Once inside the clean area, the vacuum system of the corner station is visible. The beamlines are housed in a vacuum pipe about 1m in diameter. The optics systems are housed in large metal cylinders along the beamline that look like giant tin cans welded into the system. Beside the beamline are the usual rackmount systems familiar to any physics installation: crates containing VMW-bus backplanes, with cards sprouting patch cables. Analog signals are routed into digitizers. The digital signals are eventually stored in a sort of distributed shared memory, which is reflected between machines using gigabit ethernet over optical fiber. The air is clean and it's easy to breathe.
Daniel showed us around the electronics and we set about our mission. For various reasons, there is an interest in looking at a signal at 37.5 kHz -- noise tends to cancel out at this frequency, so it might be a good place to hunt for a signal. To gain access to this signal, software digital signal processing is used to shift this signal down to baseband, so that it can be stored at a reasonable sample rate. Our task is to verify the frequency response of some "whitening" (equalizer) boards, connect signals from the interferometer output photodiodes to this board, make sure the data acquisition (DAQ) is working properly, record data from this frequency range, and then look at it. The DAQ system seems to run on VxWorks (I believe the same OS that ran on the Mars rover).

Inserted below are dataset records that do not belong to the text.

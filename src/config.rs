use crate::errors::MigrationError;
use std::fmt;

/// Where profiles are read from and written to.
#[derive(Clone)]
pub enum Backend {
    /// Direct Postgres connection to the hosted database.
    Postgres { database_url: String },
    /// The hosted backend's REST (PostgREST) API, authenticated with a service key.
    Rest { base_url: String, service_key: String },
}

impl fmt::Debug for Backend {
    fn fmt(&self, f: &mut fmt::Formatter<'_>) -> fmt::Result {
        match self {
            Backend::Postgres { database_url } => f
                .debug_struct("Postgres")
                .field("database_url", &redact(database_url))
                .finish(),
            Backend::Rest { base_url, .. } => f
                .debug_struct("Rest")
                .field("base_url", base_url)
                .field("service_key", &"[REDACTED]")
                .finish(),
        }
    }
}

#[derive(Debug, Clone)]
pub struct Config {
    pub backend: Backend,
    pub http_timeout_secs: u64,
}

impl Config {
    pub fn from_env() -> anyhow::Result<Self> {
        dotenvy::dotenv().ok();

        let config = Self::from_lookup(|key| std::env::var(key).ok())?;

        // Log successful configuration load (without sensitive values)
        tracing::info!("Configuration loaded successfully");
        match &config.backend {
            Backend::Postgres { database_url } => {
                tracing::debug!("Backend: postgres ({})", redact(database_url));
            }
            Backend::Rest { base_url, .. } => {
                tracing::debug!("Backend: rest ({})", base_url);
            }
        }
        tracing::debug!("HTTP timeout: {}s", config.http_timeout_secs);

        Ok(config)
    }

    /// Builds the configuration from an arbitrary variable source.
    pub fn from_lookup<F>(lookup: F) -> Result<Self, MigrationError>
    where
        F: Fn(&str) -> Option<String>,
    {
        let non_empty = |key: &str| lookup(key).filter(|v| !v.trim().is_empty());

        let database_url = non_empty("DATABASE_URL").or_else(|| non_empty("DB_URL"));
        let supabase_url = non_empty("SUPABASE_URL");
        let service_key =
            non_empty("SUPABASE_SERVICE_ROLE_KEY").or_else(|| non_empty("SUPABASE_KEY"));

        let backend = match (database_url, supabase_url, service_key) {
            (Some(url), _, _) => {
                if !url.starts_with("postgresql://") && !url.starts_with("postgres://") {
                    return Err(invalid("DATABASE_URL must start with postgresql:// or postgres://"));
                }
                Backend::Postgres { database_url: url }
            }
            (None, Some(url), Some(key)) => {
                if !url.starts_with("http://") && !url.starts_with("https://") {
                    return Err(invalid("SUPABASE_URL must start with http:// or https://"));
                }
                Backend::Rest {
                    base_url: url.trim_end_matches('/').to_string(),
                    service_key: key,
                }
            }
            (None, Some(_), None) => {
                return Err(invalid(
                    "SUPABASE_SERVICE_ROLE_KEY or SUPABASE_KEY environment variable required",
                ))
            }
            (None, None, _) => {
                return Err(invalid(
                    "DATABASE_URL (or DB_URL) or SUPABASE_URL with a service key must be set",
                ))
            }
        };

        let http_timeout_secs = match non_empty("HTTP_TIMEOUT_SECS") {
            Some(raw) => raw
                .trim()
                .parse()
                .map_err(|_| invalid("HTTP_TIMEOUT_SECS must be a whole number"))?,
            None => 30,
        };

        Ok(Self {
            backend,
            http_timeout_secs,
        })
    }
}

fn invalid(message: &str) -> MigrationError {
    MigrationError::Config(message.to_string())
}

/// First 20 characters of a connection string, for logs.
fn redact(url: &str) -> String {
    format!("{}...", url.chars().take(20).collect::<String>())
}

I really have to brush up on my signal processing... FIR and IIR filters, Butterworth filter design, complex baseband signal representations / quadrature, control systems design. LIGO is really all about control loops: The main operating mode of the interferometer is to keep the interferometer output locked at a "dark fringe" (no light output; total destructive interference) by using actuators to move the mirrors; and the feedback signals to these actuators becomes the output signal of the detector. There are several resonant cavities, most of which are kept resonant by active control systems.
In between times, Adrian explains all about how LIGO works, and what we will be doing. ("And tomorrow, Dark Energy," he says. I don't know what Dark Energy has to do with anything...)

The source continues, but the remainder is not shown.